## TASK BRIEF
Could you please return each line of the data that has the word "ArticleInput"?
################
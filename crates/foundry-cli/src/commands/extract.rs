//! Extract command implementation.

use super::{build_provider, read_input};
use crate::cli::ExtractArgs;
use crate::config::Config;
use crate::error::{CliError, Result};
use crate::output::Formatter;
use foundry_domain::ArticleInput;
use foundry_extractor::{clean_text, Extractor};

/// Execute the extract command.
///
/// Runs the Extractor on one article and prints the winner, if any. No
/// filters are applied and nothing is published.
pub async fn execute_extract(
    args: ExtractArgs,
    config: &Config,
    formatter: &Formatter,
) -> Result<()> {
    let provider = build_provider(config, &args.secrets)?;
    let raw = read_input(args.file.as_deref(), args.stdin)?;

    let text = clean_text(&raw);
    if text.is_empty() {
        return Err(CliError::InvalidInput("Article body is empty".to_string()));
    }

    let mut article = ArticleInput::new(text, args.title, args.url);
    if let Some(published) = args.published.as_deref() {
        article = article.with_published_str(published);
    }

    let extractor = Extractor::new(provider, config.extractor.clone())?;
    let results: Vec<_> = extractor
        .extract(&article)
        .await
        .into_result()
        .into_iter()
        .collect();

    println!("{}", formatter.format_results(&results)?);
    Ok(())
}
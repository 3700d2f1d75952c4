//! Error types for the Extractor

use thiserror::Error;

/// Errors that can occur while setting up extraction
///
/// Extraction itself never fails: provider and parse problems degrade to
/// "no result" for the affected chunk or article.
#[derive(Error, Debug, Clone, PartialEq)]
pub enum ExtractorError {
    /// Configuration error
    #[error("Configuration error: {0}")]
    Config(String),
}
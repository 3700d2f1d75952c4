//! Command implementations.

pub mod config;
pub mod extract;
pub mod parse;
pub mod run;

pub use self::config::execute_config;
pub use self::extract::execute_extract;
pub use self::parse::execute_parse;
pub use self::run::execute_run;

use crate::cli::ModelSecrets;
use crate::config::Config;
use crate::error::{CliError, Result};
use foundry_llm::ChatCompletionsProvider;
use std::fs;
use std::io::{self, Read};
use std::path::Path;

/// Read command input from a file or stdin.
pub(crate) fn read_input(file: Option<&Path>, stdin: bool) -> Result<String> {
    if stdin {
        let mut buffer = String::new();
        io::stdin().read_to_string(&mut buffer)?;
        Ok(buffer)
    } else if let Some(path) = file {
        Ok(fs::read_to_string(path)?)
    } else {
        Err(CliError::InvalidInput(
            "Must specify either --file or --stdin".to_string(),
        ))
    }
}

/// Non-empty secret or `MissingSecret`.
pub(crate) fn require_secret(value: Option<&str>, name: &'static str) -> Result<String> {
    match value.map(str::trim) {
        Some(value) if !value.is_empty() => Ok(value.to_string()),
        _ => Err(CliError::MissingSecret(name)),
    }
}

/// Chat-completions provider from `[llm]` and the API key.
pub(crate) fn build_provider(
    config: &Config,
    secrets: &ModelSecrets,
) -> Result<ChatCompletionsProvider> {
    let api_key = require_secret(secrets.openrouter_key.as_deref(), "OPENROUTER_KEY")?;
    Ok(ChatCompletionsProvider::from_config(&config.llm, api_key)?)
}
################
## TASK ANSWER
use foundry_domain::ArticleInput;
    let mut article = ArticleInput::new(text, args.title, args.url);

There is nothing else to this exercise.